The first German to be converted to the LDS Church was an immigrant to the United States named Jakob Zundel in 1836.

Although one British Mormon convert had briefly worked in Germany, the first official of the church to arrive in Germany was Orson Hyde on 27 June 1841 as part of his journey to Palestine. He was delayed in Frankfurt by a visa problem and began to learn German. When he returned to Germany on his trip back from Palestine, he was in Regensburg from January to August 1842 and wrote "Ein Ruf aus der Wüste" ("A Cry out of the Wilderness") while there. It was published in Frankfurt and was the first LDS Church publication in the German language.

The first converts were baptized in Germany in 1851. Brigham Young sent Daniel Carn to establish the first German mission in 1852, which he did in Hamburg. Carn also oversaw the publication of a German-language version of the Book of Mormon which was published in Hamburg on 25 May 1852. He was eventually banished from Hamburg, then a sovereign state, due to his attempts to convert Germans to Mormonism but he continued to proselytise Germans in the then-Danish territory of Schleswig-Holstein.

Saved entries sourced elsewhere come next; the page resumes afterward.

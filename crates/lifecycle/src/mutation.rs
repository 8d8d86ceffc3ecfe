//! Mutation lifecycle management.
//!
//! A mutation component has no observable: each `execute` hands a request
//! to the client and the outcome comes back through the inbox. Only the
//! outcome of the most recent `execute` is applied.

use crate::delivery::Delivery;
use hashbrown::HashMap;
use std::fmt;
use std::rc::Rc;
use weft_core::{
    ClientError, Document, Error, InstanceKey, MutationOptions, MutationRequest, MutationUpdater,
    OperationResult, Result, Value,
};
use weft_reactive::{Inbox, OperationId};
use weft_store::{MutationPatch, Store};

/// Called with the result data of a completed mutation.
pub type CompletedHandler = Rc<dyn Fn(&Value)>;

/// Called with the error of a failed mutation.
pub type ErrorHandler = Rc<dyn Fn(&ClientError)>;

/// The props of a mutation component.
#[derive(Clone)]
pub struct MutationProps {
    pub key: InstanceKey,
    pub mutation: Document,
    /// Defaults for every `execute`; per-call options override them.
    pub options: MutationOptions,
    /// Do not publish results or call `on_completed`.
    pub ignore_results: bool,
    pub on_completed: Option<CompletedHandler>,
    pub on_error: Option<ErrorHandler>,
    pub update: Option<MutationUpdater>,
}

impl MutationProps {
    /// Creates props for `mutation` under `key`.
    pub fn new(key: InstanceKey, mutation: Document) -> Self {
        Self {
            key,
            mutation,
            options: MutationOptions::default(),
            ignore_results: false,
            on_completed: None,
            on_error: None,
            update: None,
        }
    }

    pub fn with_options(mut self, options: MutationOptions) -> Self {
        self.options = options;
        self
    }

    pub fn ignore_results(mut self, ignore: bool) -> Self {
        self.ignore_results = ignore;
        self
    }

    pub fn on_completed<F>(mut self, handler: F) -> Self
    where
        F: Fn(&Value) + 'static,
    {
        self.on_completed = Some(Rc::new(handler));
        self
    }

    pub fn on_error<F>(mut self, handler: F) -> Self
    where
        F: Fn(&ClientError) + 'static,
    {
        self.on_error = Some(Rc::new(handler));
        self
    }

    pub fn with_update<F>(mut self, update: F) -> Self
    where
        F: Fn(&Value) + 'static,
    {
        self.update = Some(Rc::new(update));
        self
    }
}

impl fmt::Debug for MutationProps {
    fn fmt(&self, f: &mut fmt::Formatter<'_>) -> fmt::Result {
        f.debug_struct("MutationProps")
            .field("key", &self.key)
            .field("mutation", &self.mutation)
            .field("options", &self.options)
            .field("ignore_results", &self.ignore_results)
            .field("on_completed", &self.on_completed.is_some())
            .field("on_error", &self.on_error.is_some())
            .field("update", &self.update.is_some())
            .finish()
    }
}

struct MutationEntry {
    props: MutationProps,
    /// Id of the most recent `execute`; 0 before the first one.
    op_id: OperationId,
}

/// Tracks every mounted mutation by instance key.
#[derive(Default)]
pub struct MutationManager {
    entries: HashMap<InstanceKey, MutationEntry>,
    next_op_id: OperationId,
}

impl MutationManager {
    /// Creates an empty manager.
    pub fn new() -> Self {
        Self::default()
    }

    /// Creates the module of `props.key`.
    ///
    /// When the key already exists only its props are refreshed, so the
    /// latest handlers are used; returns `Ok(false)` in that case.
    pub fn init(&mut self, store: &mut Store, props: MutationProps) -> Result<bool> {
        if let Some(entry) = self.entries.get_mut(&props.key) {
            entry.props = props;
            return Ok(false);
        }
        store.client()?;
        let key = props.key.clone();
        store.init_mutation(&key);
        self.entries.insert(key.clone(), MutationEntry { props, op_id: 0 });
        tracing::debug!(key = %key, "mutation initialized");
        Ok(true)
    }

    /// Runs the mutation with per-call `options`.
    ///
    /// Returns the id of the new operation. A request the client rejects
    /// synchronously is handled like an asynchronous failure.
    pub fn execute(
        &mut self,
        store: &mut Store,
        inbox: &Inbox,
        key: &InstanceKey,
        options: &MutationOptions,
    ) -> Result<OperationId> {
        let client = store.client()?;
        self.next_op_id += 1;
        let op_id = self.next_op_id;
        let entry = self
            .entries
            .get_mut(key)
            .ok_or_else(|| Error::unknown_instance(key.as_str()))?;

        let loading = store.mutation(key).map(|m| m.loading).unwrap_or(false);
        if !loading && !entry.props.ignore_results {
            store.patch_mutation(key, MutationPatch::started());
        }
        entry.op_id = op_id;

        let request = MutationRequest::build(
            &entry.props.mutation,
            &entry.props.options,
            options,
            entry.props.update.clone(),
        );
        tracing::debug!(key = %key, op_id, "mutation started");
        match client.mutate(request, inbox.emitter(key.clone(), op_id)) {
            Ok(()) => Ok(op_id),
            Err(error) => {
                self.deliver_failed(store, key, op_id, error)?;
                Ok(op_id)
            }
        }
    }

    /// Applies a completed mutation.
    pub fn deliver_completed(
        &mut self,
        store: &mut Store,
        key: &InstanceKey,
        op_id: OperationId,
        result: OperationResult,
    ) -> Result<Delivery> {
        let Some(entry) = self.current_entry(key, op_id) else {
            return Ok(Delivery::Stale);
        };
        if entry.props.ignore_results {
            return Ok(Delivery::Applied);
        }
        let on_completed = entry.props.on_completed.clone();
        let data = result.data.clone();
        store.patch_mutation(key, MutationPatch::completed(result.data, result.errors));
        tracing::debug!(key = %key, op_id, "mutation completed");

        if let Some(handler) = on_completed {
            handler(data.as_ref().unwrap_or(&Value::Null));
        }
        Ok(Delivery::Applied)
    }

    /// Applies a failed mutation.
    ///
    /// The error is published with the module. Without an `on_error`
    /// handler it is also returned to the caller.
    pub fn deliver_failed(
        &mut self,
        store: &mut Store,
        key: &InstanceKey,
        op_id: OperationId,
        error: ClientError,
    ) -> Result<Delivery> {
        let Some(entry) = self.current_entry(key, op_id) else {
            return Ok(Delivery::Stale);
        };
        let ignore_results = entry.props.ignore_results;
        let on_error = entry.props.on_error.clone();
        if !ignore_results {
            store.patch_mutation(key, MutationPatch::failed(error.clone()));
        }

        match on_error {
            Some(handler) => {
                handler(&error);
                Ok(Delivery::Applied)
            }
            None => {
                tracing::warn!(key = %key, op_id, %error, "unhandled mutation error");
                Err(Error::unhandled_mutation(key.as_str(), error))
            }
        }
    }

    /// Forgets the entry and removes its store module.
    ///
    /// Returns false if there was no entry. Outcomes of mutations still in
    /// flight are ignored.
    pub fn destroy(&mut self, store: &mut Store, inbox: &Inbox, key: &InstanceKey) -> bool {
        if self.entries.remove(key).is_none() {
            return false;
        }
        let dropped = inbox.purge(key);
        store.remove_mutation(key);
        tracing::debug!(key = %key, dropped, "mutation destroyed");
        true
    }

    /// Returns the props of `key`.
    pub fn props(&self, key: &InstanceKey) -> Option<&MutationProps> {
        self.entries.get(key).map(|e| &e.props)
    }

    /// Returns true if `key` has an entry.
    pub fn contains(&self, key: &InstanceKey) -> bool {
        self.entries.contains_key(key)
    }

    /// Returns the number of entries.
    pub fn len(&self) -> usize {
        self.entries.len()
    }

    /// Returns true if there are no entries.
    pub fn is_empty(&self) -> bool {
        self.entries.is_empty()
    }

    fn current_entry(&self, key: &InstanceKey, op_id: OperationId) -> Option<&MutationEntry> {
        self.entries.get(key).filter(|entry| entry.op_id == op_id)
    }
}
//! Component constructors.
//!
//! `query(document)` and `mutation(document)` are called once per component
//! definition. Each allocates a base key; every use of the component gets
//! that key, or `<base>[<key>]` when it passes a `key` attribute, so several
//! uses of one definition stay apart.
//!
//! Attributes arrive as a JSON object the way a framework passes them.
//! Null attributes are ignored.

use crate::component::{Mutation, Query};
use crate::render::{MutationRenderProps, QueryRenderProps};
use crate::vnode::{Child, View};
use serde::Deserialize;
use weft_core::util::{compact, omit};
use weft_core::{
    Document, ErrorPolicy, FetchPolicy, InstanceKey, Map, MutationOptions, RefetchQuery, Result,
    Value, Variables, DEFAULT_MUTATION_PREFIX, DEFAULT_QUERY_PREFIX,
};
use weft_lifecycle::{Context, MutationProps, QueryProps};

const KEY_ATTRIBUTE: &str = "key";

#[derive(Debug, Default, Deserialize)]
#[serde(default)]
struct QueryAttributes {
    variables: Variables,
    fetch_policy: Option<FetchPolicy>,
    error_policy: Option<ErrorPolicy>,
    poll_interval: Option<u64>,
    notify_on_network_status_change: bool,
    skip: bool,
}

#[derive(Debug, Default, Deserialize)]
#[serde(default)]
struct MutationAttributes {
    variables: Option<Variables>,
    optimistic_response: Option<Value>,
    refetch_queries: Option<Vec<String>>,
    ignore_results: bool,
}

/// Splits `attributes` into the user key and the remaining attributes.
fn split_attributes(attributes: &Map<String, Value>) -> (Option<String>, Value) {
    let attributes = compact(attributes);
    let user_key = attributes.get(KEY_ATTRIBUTE).map(|key| match key {
        Value::String(s) => s.clone(),
        other => other.to_string(),
    });
    (user_key, Value::Object(omit(&attributes, &[KEY_ATTRIBUTE])))
}

/// A query component definition.
#[derive(Clone, Debug)]
pub struct QueryComponent {
    document: Document,
    base: InstanceKey,
}

/// Defines a query component for `document`.
pub fn query(document: Document) -> QueryComponent {
    QueryComponent {
        document,
        base: InstanceKey::allocate(DEFAULT_QUERY_PREFIX),
    }
}

impl QueryComponent {
    /// Defines a query component whose keys use the context's prefix.
    pub fn in_context(ctx: &Context, document: Document) -> Self {
        Self {
            document,
            base: ctx.allocate_query_key(None),
        }
    }

    pub fn document(&self) -> &Document {
        &self.document
    }

    pub fn base_key(&self) -> &InstanceKey {
        &self.base
    }

    /// Returns the instance key of one use.
    pub fn key(&self, user_key: Option<&str>) -> InstanceKey {
        self.base.scoped(user_key)
    }

    /// Returns default props for one use.
    pub fn props(&self, user_key: Option<&str>) -> QueryProps {
        QueryProps::new(self.key(user_key), self.document.clone())
    }

    /// Builds props from framework attributes.
    ///
    /// Recognized attributes: `key`, `variables`, `fetch_policy`,
    /// `error_policy`, `poll_interval`, `notify_on_network_status_change`
    /// and `skip`. Others are ignored.
    pub fn props_from_attributes(&self, attributes: &Map<String, Value>) -> Result<QueryProps> {
        let (user_key, rest) = split_attributes(attributes);
        let parsed: QueryAttributes = serde_json::from_value(rest)?;
        Ok(QueryProps {
            variables: parsed.variables,
            fetch_policy: parsed.fetch_policy,
            error_policy: parsed.error_policy,
            poll_interval: parsed.poll_interval,
            notify_on_network_status_change: parsed.notify_on_network_status_change,
            skip: parsed.skip,
            ..self.props(user_key.as_deref())
        })
    }

    /// Creates one use of the component.
    pub fn view<F>(&self, attributes: &Map<String, Value>, render: F) -> Result<Query>
    where
        F: Fn(&QueryRenderProps, &[Child]) -> View + 'static,
    {
        Ok(Query::new(self.props_from_attributes(attributes)?, render))
    }
}

/// A mutation component definition.
#[derive(Clone, Debug)]
pub struct MutationComponent {
    document: Document,
    base: InstanceKey,
}

/// Defines a mutation component for `document`.
pub fn mutation(document: Document) -> MutationComponent {
    MutationComponent {
        document,
        base: InstanceKey::allocate(DEFAULT_MUTATION_PREFIX),
    }
}

impl MutationComponent {
    /// Defines a mutation component whose keys use the context's prefix.
    pub fn in_context(ctx: &Context, document: Document) -> Self {
        Self {
            document,
            base: ctx.allocate_mutation_key(None),
        }
    }

    pub fn document(&self) -> &Document {
        &self.document
    }

    pub fn base_key(&self) -> &InstanceKey {
        &self.base
    }

    /// Returns the instance key of one use.
    pub fn key(&self, user_key: Option<&str>) -> InstanceKey {
        self.base.scoped(user_key)
    }

    /// Returns default props for one use.
    pub fn props(&self, user_key: Option<&str>) -> MutationProps {
        MutationProps::new(self.key(user_key), self.document.clone())
    }

    /// Builds props from framework attributes.
    ///
    /// Recognized attributes: `key`, `variables`, `optimistic_response`,
    /// `refetch_queries` (operation names) and `ignore_results`. Handlers
    /// are set on the returned props.
    pub fn props_from_attributes(&self, attributes: &Map<String, Value>) -> Result<MutationProps> {
        let (user_key, rest) = split_attributes(attributes);
        let parsed: MutationAttributes = serde_json::from_value(rest)?;
        let options = MutationOptions {
            variables: parsed.variables,
            optimistic_response: parsed.optimistic_response,
            refetch_queries: parsed
                .refetch_queries
                .map(|names| names.into_iter().map(RefetchQuery::Named).collect()),
        };
        Ok(self
            .props(user_key.as_deref())
            .with_options(options)
            .ignore_results(parsed.ignore_results))
    }

    /// Creates one use of the component.
    pub fn view<F>(&self, attributes: &Map<String, Value>, render: F) -> Result<Mutation>
    where
        F: Fn(&MutationRenderProps, &[Child]) -> View + 'static,
    {
        Ok(Mutation::new(self.props_from_attributes(attributes)?, render))
    }
}
//! Outcome of applying one queued notification.

/// What happened to a notification taken from the inbox.
#[derive(Clone, Copy, Debug, PartialEq, Eq, Hash)]
pub enum Delivery {
    /// The notification updated the store.
    Applied,
    /// The notification was the observable replaying a result that had
    /// already been published.
    Swallowed,
    /// The notification belonged to a released subscription, a superseded
    /// mutation or a destroyed instance.
    Stale,
}

/// Counters of one flush.
#[derive(Clone, Copy, Debug, Default, PartialEq, Eq)]
pub struct FlushStats {
    pub applied: usize,
    pub swallowed: usize,
    pub stale: usize,
    /// Notifications left in the inbox.
    pub pending: usize,
}

impl FlushStats {
    /// Records one delivery.
    pub fn record(&mut self, delivery: Delivery) {
        match delivery {
            Delivery::Applied => self.applied += 1,
            Delivery::Swallowed => self.swallowed += 1,
            Delivery::Stale => self.stale += 1,
        }
    }

    /// Returns the number of notifications taken from the inbox.
    pub fn processed(&self) -> usize {
        self.applied + self.swallowed + self.stale
    }
}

Most early converts emigrated to the United States, depleting the local population of Latter-day Saints. In 1853, Prussia banned Mormonism and in 1854 the short-lived Hamburg branch was dissolved, with the German Mission closed in 1855. The church's involvement in Germany resumed in 1860 (under the auspices of various iterations of the Swiss Mission until the German Mission was reopened in 1898) but was limited due to persecution and the arrests of missionaries. Following German unification in 1871 some local areas of Germany became less restrictive towards missionary work and, in 1875, Joseph F. Smith declared that missionary work should recommence in Germany regardless of any opposition. This enabled a gradual increase in baptisms, with there being 280 LDS Church members in Germany in 1880 and conversions would average 300 a year over the next two decades.

===1900-1945 Membership Growth and the Second World War===

With increasing numbers of members, persecution began to increase as well (in 1903 Prussia and Mecklenburg both banished missionaries from their kingdoms) and in 1904 the German Mission was again closed and large scale missionary work wouldn't return until after World War I.

In the first half of the 20th century, Germany had more converts to Mormonism than any other non-English speaking country. By 1925 there were 6,125 members in the German-Austrian Mission, and 5,305 members in the Swiss-German Mission. The first German LDS meeting house was built in 1929 in Selbongen, East Prussia (now Zełwągi in Poland).

As of 1939, 13,402 Mormons lived in the West German (including Austria as of November 1938) and East German Missions. After Adolf Hitler's rise to power, no Mormon congregation was stopped from worshipping during the Nazi Government of 1933 to 1945 and few individual Mormons were persecuted (and only for transgressions that any German of the time would have been punished for). American Mormon missionaries' views of the government during the 1930s varied. While praising Hitler's oratory skill and approving of his unifying a politically divided country, they saw arrests of dissidents, enforcement of Nazi eugenics, and widespread fear of the regime. In 1933 Oliver H. Budge, mission president of the German-Austrian Mission, told the Gestapo that the church was politically neutral and obeyed the law; his successor Roy A. Welker again did so in 1934, citing the 12th Article of Faith. While visiting Germany in 1937, church president Heber J. Grant urged members to avoid politics and focus on their faith.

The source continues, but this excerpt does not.